(Collected data entries)
_ _ _ _ _ _ _

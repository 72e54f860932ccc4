//! Guardrails for model output validation.
//!
//! Generated text is forwarded to chats verbatim, so anything that could
//! render as markup or carry a link is rejected before delivery:
//! - empty output
//! - HTML/XML angle brackets
//! - URLs

use regex::Regex;

use cropbot_core::{Error, Result};

/// Result of a guardrail check.
#[derive(Debug, Clone, PartialEq, Eq)]
pub struct GuardrailResult {
    /// Whether the check passed.
    pub passed: bool,
    /// Reason for failure (if any).
    pub reason: Option<String>,
    /// Type of violation detected.
    pub violation_type: Option<ViolationType>,
}

impl GuardrailResult {
    /// Create a passing result.
    pub fn pass() -> Self {
        Self {
            passed: true,
            reason: None,
            violation_type: None,
        }
    }

    /// Create a failing result.
    pub fn fail(reason: impl Into<String>, violation_type: ViolationType) -> Self {
        Self {
            passed: false,
            reason: Some(reason.into()),
            violation_type: Some(violation_type),
        }
    }

    /// Turn a failed check into `Error::InvalidResponse`.
    pub fn into_result(self) -> Result<()> {
        if self.passed {
            Ok(())
        } else {
            Err(Error::invalid_response(
                self.reason.unwrap_or_else(|| "output rejected".to_string()),
            ))
        }
    }
}

/// Type of output violation.
#[derive(Debug, Clone, Copy, PartialEq, Eq)]
pub enum ViolationType {
    /// Nothing usable was generated.
    EmptyOutput,
    /// Markup angle brackets in output.
    Markup,
    /// A URL in output.
    Link,
}

/// Guardrail trait for output interceptors.
pub trait Guardrail: Send + Sync {
    /// Check output before it's returned to the user.
    fn check_output(&self, output: &str) -> GuardrailResult;
}

/// Rejects blank output.
#[derive(Debug, Default)]
pub struct EmptyOutputGuard;

impl Guardrail for EmptyOutputGuard {
    fn check_output(&self, output: &str) -> GuardrailResult {
        if output.trim().is_empty() {
            GuardrailResult::fail("Model returned no text", ViolationType::EmptyOutput)
        } else {
            GuardrailResult::pass()
        }
    }
}

/// Rejects any `<` or `>`.
#[derive(Debug, Default)]
pub struct MarkupGuard;

impl Guardrail for MarkupGuard {
    fn check_output(&self, output: &str) -> GuardrailResult {
        if output.contains(['<', '>']) {
            GuardrailResult::fail("Markup detected in output", ViolationType::Markup)
        } else {
            GuardrailResult::pass()
        }
    }
}

/// Rejects URL substrings.
pub struct LinkGuard {
    pattern: Regex,
}

impl LinkGuard {
    /// Create a new link guard matching `http://`, `https://` and `www.`.
    pub fn new() -> Self {
        Self {
            pattern: Regex::new(r"(?i)(?:https?://|\bwww\.)").expect("link pattern is valid"),
        }
    }

    /// Check for links.
    pub fn detect(&self, text: &str) -> bool {
        self.pattern.is_match(text)
    }
}

impl Default for LinkGuard {
    fn default() -> Self {
        Self::new()
    }
}

impl Guardrail for LinkGuard {
    fn check_output(&self, output: &str) -> GuardrailResult {
        if self.detect(output) {
            GuardrailResult::fail("Link detected in output", ViolationType::Link)
        } else {
            GuardrailResult::pass()
        }
    }
}

/// Composite guardrail that runs multiple guardrails.
pub struct CompositeGuardrail {
    guardrails: Vec<Box<dyn Guardrail>>,
}

impl CompositeGuardrail {
    /// Create a new composite guardrail.
    pub fn new() -> Self {
        Self {
            guardrails: Vec::new(),
        }
    }

    /// Add a guardrail to the chain.
    pub fn add(mut self, guardrail: Box<dyn Guardrail>) -> Self {
        self.guardrails.push(guardrail);
        self
    }

    /// Create with default guardrails (empty + markup + link).
    pub fn default_chain() -> Self {
        Self::new()
            .add(Box::new(EmptyOutputGuard))
            .add(Box::new(MarkupGuard))
            .add(Box::new(LinkGuard::new()))
    }
}

impl Default for CompositeGuardrail {
    fn default() -> Self {
        Self::new()
    }
}

impl Guardrail for CompositeGuardrail {
    fn check_output(&self, output: &str) -> GuardrailResult {
        self.guardrails
            .iter()
            .map(|guardrail| guardrail.check_output(output))
            .find(|result| !result.passed)
            .unwrap_or_else(GuardrailResult::pass)
    }
}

_ _ _ _ _ _ _

For every entry in the records above, write an exact copy.

■ RESPONSE TO THE TASK
repository 72e54f860932ccc4
//! Guardrails for model output validation.
//!
//! Generated text is forwarded to chats verbatim, so anything that could
//! render as markup or carry a link is rejected before delivery:
//! - empty output
//! - HTML/XML angle brackets
//! - URLs

use regex::Regex;

use cropbot_core::{Error, Result};

/// Result of a guardrail check.
#[derive(Debug, Clone, PartialEq, Eq)]
pub struct GuardrailResult {
    /// Whether the check passed.
    pub passed: bool,
    /// Reason for failure (if any).
    pub reason: Option<String>,
    /// Type of violation detected.
    pub violation_type: Option<ViolationType>,
}

impl GuardrailResult {
    /// Create a passing result.
    pub fn pass() -> Self {
        Self {
            passed: true,
            reason: None,
            violation_type: None,
        }
    }

    /// Create a failing result.
    pub fn fail(reason: impl Into<String>, violation_type: ViolationType) -> Self {
        Self {
            passed: false,
            reason: Some(reason.into()),
            violation_type: Some(violation_type),
        }
    }

    /// Turn a failed check into `Error::InvalidResponse`.
    pub fn into_result(self) -> Result<()> {
        if self.passed {
            Ok(())
        } else {
            Err(Error::invalid_response(
                self.reason.unwrap_or_else(|| "output rejected".to_string()),
            ))
        }
    }
}

/// Type of output violation.
#[derive(Debug, Clone, Copy, PartialEq, Eq)]
pub enum ViolationType {
    /// Nothing usable was generated.
    EmptyOutput,
    /// Markup angle brackets in output.
    Markup,
    /// A URL in output.
    Link,
}

/// Guardrail trait for output interceptors.
pub trait Guardrail: Send + Sync {
    /// Check output before it's returned to the user.
    fn check_output(&self, output: &str) -> GuardrailResult;
}

/// Rejects blank output.
#[derive(Debug, Default)]
pub struct EmptyOutputGuard;

impl Guardrail for EmptyOutputGuard {
    fn check_output(&self, output: &str) -> GuardrailResult {
        if output.trim().is_empty() {
            GuardrailResult::fail("Model returned no text", ViolationType::EmptyOutput)
        } else {
            GuardrailResult::pass()
        }
    }
}

/// Rejects any `<` or `>`.
#[derive(Debug, Default)]
pub struct MarkupGuard;

impl Guardrail for MarkupGuard {
    fn check_output(&self, output: &str) -> GuardrailResult {
        if output.contains(['<', '>']) {
            GuardrailResult::fail("Markup detected in output", ViolationType::Markup)
        } else {
            GuardrailResult::pass()
        }
    }
}

/// Rejects URL substrings.
pub struct LinkGuard {
    pattern: Regex,
}

impl LinkGuard {
    /// Create a new link guard matching `http://`, `https://` and `www.`.
    pub fn new() -> Self {
        Self {
            pattern: Regex::new(r"(?i)(?:https?://|\bwww\.)").expect("link pattern is valid"),
        }
    }

    /// Check for links.
    pub fn detect(&self, text: &str) -> bool {
        self.pattern.is_match(text)
    }
}

impl Default for LinkGuard {
    fn default() -> Self {
        Self::new()
    }
}

impl Guardrail for LinkGuard {
    fn check_output(&self, output: &str) -> GuardrailResult {
        if self.detect(output) {
            GuardrailResult::fail("Link detected in output", ViolationType::Link)
        } else {
            GuardrailResult::pass()
        }
    }
}

/// Composite guardrail that runs multiple guardrails.
pub struct CompositeGuardrail {
    guardrails: Vec<Box<dyn Guardrail>>,
}

impl CompositeGuardrail {
    /// Create a new composite guardrail.
    pub fn new() -> Self {
        Self {
            guardrails: Vec::new(),
        }
    }

    /// Add a guardrail to the chain.
    pub fn add(mut self, guardrail: Box<dyn Guardrail>) -> Self {
        self.guardrails.push(guardrail);
        self
    }

    /// Create with default guardrails (empty + markup + link).
    pub fn default_chain() -> Self {
        Self::new()
            .add(Box::new(EmptyOutputGuard))
            .add(Box::new(MarkupGuard))
            .add(Box::new(LinkGuard::new()))
    }
}

impl Default for CompositeGuardrail {
    fn default() -> Self {
        Self::new()
    }
}

impl Guardrail for CompositeGuardrail {
    fn check_output(&self, output: &str) -> GuardrailResult {
        self.guardrails
            .iter()
            .map(|guardrail| guardrail.check_output(output))
            .find(|result| !result.passed)
            .unwrap_or_else(GuardrailResult::pass)
    }
}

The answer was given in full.